Les gendarmes exercent un des métiers les plus »exposés » aux situations à fort impact émotionnel où détresse, misère et violence font partie du lot quotidien. La surexposition à ces situations est un facteur d’épuisement professionnel, d’usure compassionnelle, voire de traumatisme psychique. Au cours des 10 dernières années, la gendarmerie a également connu une diversification des corps et des statuts. « Après l’arrivée des gendarmes adjoints (volontaires), ce sont les personnels du corps de soutien, technique et administratif de la gendarmerie, puis plus récemment les personnels civils qui ont rejoint en nombre l’institution, explique le général de corps d’armée Philippe Mazy, directeur des personnels militaires de la Gendarmerie nationale dans un entretien accordé au site de l’Agence nationale pour l’amélioration des conditions de travail (Anact). La coexistence de catégories de personnels de statuts différents peut parfois poser des enjeux d’intégration, souvent porteurs de risques psychosociaux : craintes d’atteinte à l’identité professionnelle, sentiment d’inégalité de traitement et de reconnaissance, incompréhension et conflits en lien avec les différences de statut, situation d’isolement… »
Autre source de stress : les militaires sont également concernés par la problématique de l’intégration. Notamment à l’occasion d’une mutation. « Toutefois, la question de l’adaptation mérite d’être aussi posée à travers l’accueil offert par le service ou l’unité d’arrivée pour la favoriser, reprend Philippe Mazy. Enfin l’engagement militaire et l’attachement à la famille sont des valeurs portées par la communauté gendarmerie. Elles posent la question de la conciliation vie privée-vie professionnelle dans un contexte où les attentes institutionnelles (accroissement des effectifs féminins, conjoints de gendarmes en activité professionnelle, etc.) et sociétales (changement des structures familiales, valorisation du temps pour soi, etc.) évoluent. Les exigences du statut militaire (mobilité, disponibilité) créent aussi des difficultés de cohabitation entre les deux sphères de vie, qui appellent à une vigilance accrue. »
Autre exemple : la stigmatisation de la souffrance psychologique et les représentations négatives qui y sont associées. « Elles sont susceptible d’être jugées comme des marques de faiblesse, de démotivation. La crainte de répercussions sur le jugement porté par les autres et sa carrière incite souvent le gendarme à masquer ses difficultés et sa souffrance, renchérit le capitaine Grégory Clinchamps, psychologue du travail et des organisations, et secrétaire général de la Commission nationale de prévention. Il existe également chez les militaires, une forte culture de l’honneur, de la disponibilité et du présentéisme. Les indicateurs habituels de risques psychosociaux ne sont donc pas les mêmes que pour d’autres métiers, comme l’absentéisme par exemple dont les taux sont très bas dans la gendarmerie. Il faut donc savoir détecter d’autres signaux. »

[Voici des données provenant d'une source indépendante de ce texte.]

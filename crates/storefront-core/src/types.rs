//! # Domain Types
//!
//! Catalog and shipping types that travel between the storefront pages and
//! the cart.
//!
//! ## Type Overview
//! ```text
//! ┌─────────────────────────────────────────────────────────────────────────┐
//! │                         Domain Types                                    │
//! │                                                                         │
//! │  ┌─────────────────┐   ┌─────────────────┐   ┌─────────────────┐       │
//! │  │    Product      │   │  NewLineItem    │   │ ShippingDetails │       │
//! │  │  ─────────────  │   │  ─────────────  │   │  ─────────────  │       │
//! │  │  id             │──►│  product_id     │   │  city           │       │
//! │  │  name           │   │  name           │   │  state          │       │
//! │  │  price_cents    │   │  unit_price     │   │  country        │       │
//! │  │  image, desc.   │   │  image, desc.   │   └─────────────────┘       │
//! │  └─────────────────┘   └─────────────────┘                              │
//! │   (catalog payload)     (validated input)     (form capture only)      │
//! └─────────────────────────────────────────────────────────────────────────┘
//! ```

use rust_decimal::Decimal;
use serde::{Deserialize, Serialize};
use ts_rs::TS;

use crate::cart::NewLineItem;
use crate::error::ValidationError;
use crate::money::Money;
use crate::validation::{validate_shipping_field, ValidationResult};

// =============================================================================
// Product
// =============================================================================

/// A product as delivered by the catalog source.
///
/// The catalog is trusted verbatim, but its values still pass through
/// `NewLineItem` validation before they reach the cart.
///
/// ## Wire Format
/// ```json
/// { "id": 7, "name": "Shirt", "price": 19.99, "image": "shirt.png" }
/// { "id": "p1", "name": "Shirt", "priceCents": 1999 }
/// ```
/// `id` may be a string or an integer. `price` is in major units (a JSON
/// number or string); `priceCents` is in cents and wins when both appear.
/// Serialization always writes `id` as a string and `priceCents`.
#[derive(Debug, Clone, PartialEq, Eq, Serialize, Deserialize, TS)]
#[ts(export)]
#[serde(rename_all = "camelCase")]
#[serde(try_from = "CatalogProduct")]
pub struct Product {
    /// Catalog identifier, used as the cart key.
    pub id: String,

    /// Display name shown on the listing and in the cart.
    pub name: String,

    /// Price in cents.
    pub price_cents: i64,

    /// Image URL, if the catalog has one.
    pub image: Option<String>,

    /// Optional description for product details.
    pub description: Option<String>,
}

/// Identifier as the catalog writes it.
#[derive(Deserialize)]
#[serde(untagged)]
enum CatalogId {
    Text(String),
    Integer(i64),
}

impl From<CatalogId> for String {
    fn from(id: CatalogId) -> Self {
        match id {
            CatalogId::Text(text) => text,
            CatalogId::Integer(n) => n.to_string(),
        }
    }
}

/// Product exactly as it appears in a catalog (or "+" button) payload.
#[derive(Deserialize)]
#[serde(rename_all = "camelCase")]
struct CatalogProduct {
    #[serde(alias = "productId")]
    id: CatalogId,
    name: String,
    #[serde(default)]
    price: Option<Decimal>,
    #[serde(default)]
    price_cents: Option<i64>,
    #[serde(default)]
    image: Option<String>,
    #[serde(default)]
    description: Option<String>,
}

impl TryFrom<CatalogProduct> for Product {
    type Error = ValidationError;

    fn try_from(raw: CatalogProduct) -> Result<Self, Self::Error> {
        let price_cents = match (raw.price_cents, raw.price) {
            (Some(cents), _) => cents,
            (None, Some(amount)) => Money::from_major_units(amount)
                .ok_or_else(|| ValidationError::OutOfRange {
                    field: "price".to_string(),
                    min: i64::MIN,
                    max: i64::MAX,
                })?
                .cents(),
            (None, None) => {
                return Err(ValidationError::Required {
                    field: "price".to_string(),
                })
            }
        };

        Ok(Product {
            id: raw.id.into(),
            name: raw.name,
            price_cents,
            image: raw.image,
            description: raw.description,
        })
    }
}

impl Product {
    /// Returns the price as a Money type.
    #[inline]
    pub fn price(&self) -> Money {
        Money::from_cents(self.price_cents)
    }
}

/// Builds the cart input for the listing's "+" button.
impl TryFrom<&Product> for NewLineItem {
    type Error = ValidationError;

    fn try_from(product: &Product) -> Result<Self, Self::Error> {
        NewLineItem::new(
            product.id.clone(),
            product.name.clone(),
            product.price(),
            product.image.clone(),
            product.description.clone(),
        )
    }
}

// =============================================================================
// Shipping Details
// =============================================================================

/// Destination captured by the shipping form.
///
/// Each field is required and length-limited; no postal or geographic
/// validation happens here. Only `new` can build one, so it is serialized
/// for the pages but never deserialized.
#[derive(Debug, Clone, PartialEq, Eq, Serialize, TS)]
#[ts(export)]
#[serde(rename_all = "camelCase")]
pub struct ShippingDetails {
    city: String,
    state: String,
    country: String,
}

impl ShippingDetails {
    /// Validates and trims the three form fields.
    ///
    /// ## Example
    /// ```rust
    /// use storefront_core::ShippingDetails;
    ///
    /// let details = ShippingDetails::new(" Lahore ", "Punjab", "Pakistan").unwrap();
    /// assert_eq!(details.city(), "Lahore");
    /// assert!(ShippingDetails::new("", "Punjab", "Pakistan").is_err());
    /// ```
    pub fn new(
        city: impl AsRef<str>,
        state: impl AsRef<str>,
        country: impl AsRef<str>,
    ) -> ValidationResult<Self> {
        Ok(ShippingDetails {
            city: validate_shipping_field("city", city.as_ref())?,
            state: validate_shipping_field("state", state.as_ref())?,
            country: validate_shipping_field("country", country.as_ref())?,
        })
    }

    pub fn city(&self) -> &str {
        &self.city
    }

    pub fn state(&self) -> &str {
        &self.state
    }

    pub fn country(&self) -> &str {
        &self.country
    }
}

// =============================================================================
// Unit Tests
// =============================================================================
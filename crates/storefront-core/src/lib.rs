//! # storefront-core: Pure Cart Logic for the Storefront
//!
//! This crate is the **heart** of the storefront. It owns the shopping-cart
//! aggregation rules as pure functions with zero I/O dependencies.
//!
//! ## Architecture Position
//! ```text
//! ┌─────────────────────────────────────────────────────────────────────────┐
//! │                        Storefront Architecture                          │
//! │                                                                         │
//! │  ┌─────────────────────────────────────────────────────────────────┐   │
//! │  │                    Pages (React)                                │   │
//! │  │    Home listing ──► Shipping ──► Checkout                       │   │
//! │  └─────────────────────────────┬───────────────────────────────────┘   │
//! │                                │                                        │
//! │  ┌─────────────────────────────▼───────────────────────────────────┐   │
//! │  │                    apps/storefront                              │   │
//! │  │    Session, CartStore, increment_cart_item, start_checkout     │   │
//! │  └─────────────────────────────┬───────────────────────────────────┘   │
//! │                                │                                        │
//! │  ┌─────────────────────────────▼───────────────────────────────────┐   │
//! │  │             ★ storefront-core (THIS CRATE) ★                    │   │
//! │  │                                                                 │   │
//! │  │   ┌───────────┐  ┌───────────┐  ┌───────────┐  ┌───────────┐  │   │
//! │  │   │   types   │  │   money   │  │   cart    │  │  pricing  │  │   │
//! │  │   │  Product  │  │   Money   │  │   Cart    │  │   Price   │  │   │
//! │  │   │ Shipping  │  │           │  │ LineItem  │  │ Calculator│  │   │
//! │  │   └───────────┘  └───────────┘  └───────────┘  └───────────┘  │   │
//! │  │                                                                 │   │
//! │  │   NO I/O • NO NETWORK • PURE FUNCTIONS                          │   │
//! │  └─────────────────────────────────────────────────────────────────┘   │
//! └─────────────────────────────────────────────────────────────────────────┘
//! ```
//!
//! ## Modules
//!
//! - [`cart`] - The cart aggregate and its line items
//! - [`pricing`] - Stateless total/subtotal derivation
//! - [`money`] - Money type with integer arithmetic (no floating point!)
//! - [`types`] - Catalog and shipping DTOs
//! - [`error`] - Domain error types
//! - [`validation`] - Boundary validation for inputs
//!
//! ## Example Usage
//!
//! ```rust
//! use storefront_core::{Cart, Money, NewLineItem, PriceCalculator};
//!
//! let mut cart = Cart::new();
//! let shirt = NewLineItem::new("p1", "Shirt", Money::from_cents(2000), None, None).unwrap();
//!
//! cart.increment(shirt.clone());
//! cart.increment(shirt);
//!
//! assert_eq!(cart.items().len(), 1);
//! assert_eq!(PriceCalculator::total(cart.items()).cents(), 4000);
//! ```

// =============================================================================
// Module Declarations
// =============================================================================

pub mod cart;
pub mod error;
pub mod money;
pub mod pricing;
pub mod types;
pub mod validation;

// =============================================================================
// Re-exports for Convenience
// =============================================================================

pub use cart::{Cart, LineItem, NewLineItem};
pub use error::{CoreError, ValidationError};
pub use money::Money;
pub use pricing::{CartTotals, PriceCalculator};
pub use types::{Product, ShippingDetails};

// =============================================================================
// Crate-Level Constants
// =============================================================================

/// Maximum length of a product identifier accepted into the cart.
pub const MAX_PRODUCT_ID_LEN: usize = 128;

/// Maximum length of a product name accepted into the cart.
pub const MAX_PRODUCT_NAME_LEN: usize = 200;

/// Highest unit price accepted into the cart, in cents ($100,000,000.00).
pub const MAX_UNIT_PRICE_CENTS: i64 = 10_000_000_000;

/// Maximum length of each shipping form field.
pub const MAX_SHIPPING_FIELD_LEN: usize = 100;
//! # Catalog Commands
//!
//! The product listing comes from an external catalog. The storefront only
//! sees it through [`CatalogSource`]; how the products are fetched (HTTP,
//! fixture file, cache) is the implementor's business.
//!
//! ```text
//! Home page mounts ──► list_products(source) ──► CatalogSource::list_products
//!                                                      │
//!                          Vec<Product> ◄──────────────┘
//! ```

use std::future::Future;

use storefront_core::Product;
use tracing::{debug, info};

use crate::error::{ApiError, CatalogError};

/// Supplier of the product listing.
pub trait CatalogSource {
    /// Returns every product currently for sale.
    fn list_products(&self) -> impl Future<Output = Result<Vec<Product>, CatalogError>> + Send;
}

/// Parses a catalog response body: a JSON array of products.
///
/// ## Example
/// ```rust
/// use storefront::commands::catalog::parse_catalog;
///
/// let products = parse_catalog(r#"[{"id":1,"name":"Shirt","price":19.99}]"#).unwrap();
/// assert_eq!(products[0].id, "1");
/// assert_eq!(products[0].price_cents, 1999);
/// ```
pub fn parse_catalog(body: &str) -> Result<Vec<Product>, CatalogError> {
    Ok(serde_json::from_str(body)?)
}

/// A fixed, in-memory catalog.
#[derive(Debug, Clone, Default)]
pub struct StaticCatalog {
    products: Vec<Product>,
}

impl StaticCatalog {
    pub fn new(products: Vec<Product>) -> Self {
        StaticCatalog { products }
    }

    /// Builds a catalog from a JSON body (see [`parse_catalog`]).
    pub fn from_json(body: &str) -> Result<Self, CatalogError> {
        Ok(StaticCatalog::new(parse_catalog(body)?))
    }
}

impl CatalogSource for StaticCatalog {
    async fn list_products(&self) -> Result<Vec<Product>, CatalogError> {
        Ok(self.products.clone())
    }
}

/// A catalog response body, parsed on every listing.
///
/// Whoever fetches the body (HTTP client, fixture file) hands it over as-is;
/// a malformed payload surfaces from `list_products` as
/// [`CatalogError::Malformed`].
#[derive(Debug, Clone)]
pub struct JsonCatalog {
    body: String,
}

impl JsonCatalog {
    pub fn new(body: impl Into<String>) -> Self {
        JsonCatalog { body: body.into() }
    }
}

impl CatalogSource for JsonCatalog {
    async fn list_products(&self) -> Result<Vec<Product>, CatalogError> {
        parse_catalog(&self.body)
    }
}

/// Loads the product listing for the home page.
///
/// ## Errors
/// `CATALOG_ERROR` when the source fails. The cart is unaffected.
pub async fn list_products<S>(source: &S) -> Result<Vec<Product>, ApiError>
where
    S: CatalogSource + Sync,
{
    debug!("list_products command");

    let products = source.list_products().await?;
    info!(count = products.len(), "Catalog loaded");

    Ok(products)
}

Fort de ces constats, le général d’armée Denis Favier, directeur général de la gendarmerie nationale, a lancé une action approfondie afin de prévenir les risques psychosociaux (RPS) au sein de la Gendarmerie nationale. Pour relever ce défi hors du commun, tous les acteurs concernés ont été associés à une démarche transverse qui a débouché le 31 octobre 2013 sur une »directive méthodologique pour la mise en œuvre d’un plan de prévention des risques psychosociaux ». Dans cet objectif, des comités de pilotage (Copil) ont ainsi été organisés au sein des régions de gendarmerie et des formations assimilées afin de piloter le plan de prévention des RPS au niveau local.
« Nous avons sollicité l’Anact pour nous épauler dans cette démarche de prévention des RPS, d’une part pour sa longue expérience du sujet, et d’autre part, pour le réseau d’associations qu’elle anime sur l’ensemble du territoire français dont les outre-mers. Cette constitution en réseau nous permet ainsi de bien couvrir tout l’espace sur lequel nous sommes répartis, ajoute Philippe Mazy. Le réseau Anact-Aract accompagne ainsi les 52 comités de pilotage (Copil) des formations administratives engagées de l’institution dans une démarche de prévention des risques psychosociaux. Environ 300 personnes, tous membres des Copil, sous différents statuts, grades, métiers, et représentants du personnel, ont ainsi été formées. La méthodologie commune utilisée repose sur l’analyse collective de situations de travail. » Parallèlement aux travaux initiés par les Copil au niveau local, un questionnaire relatif à la QVT a été adressé à 25.000 personnels au mois de septembre 2014. Les résultats issus de cette enquête permettront d’orienter les travaux des Copil et de les conforter dans les premières réflexions initiées au niveau local au cours de cette année. Les plans d’action devraient ainsi être élaborés pour le second semestre de l’année 2015 et intégrés par la suite au Document Unique.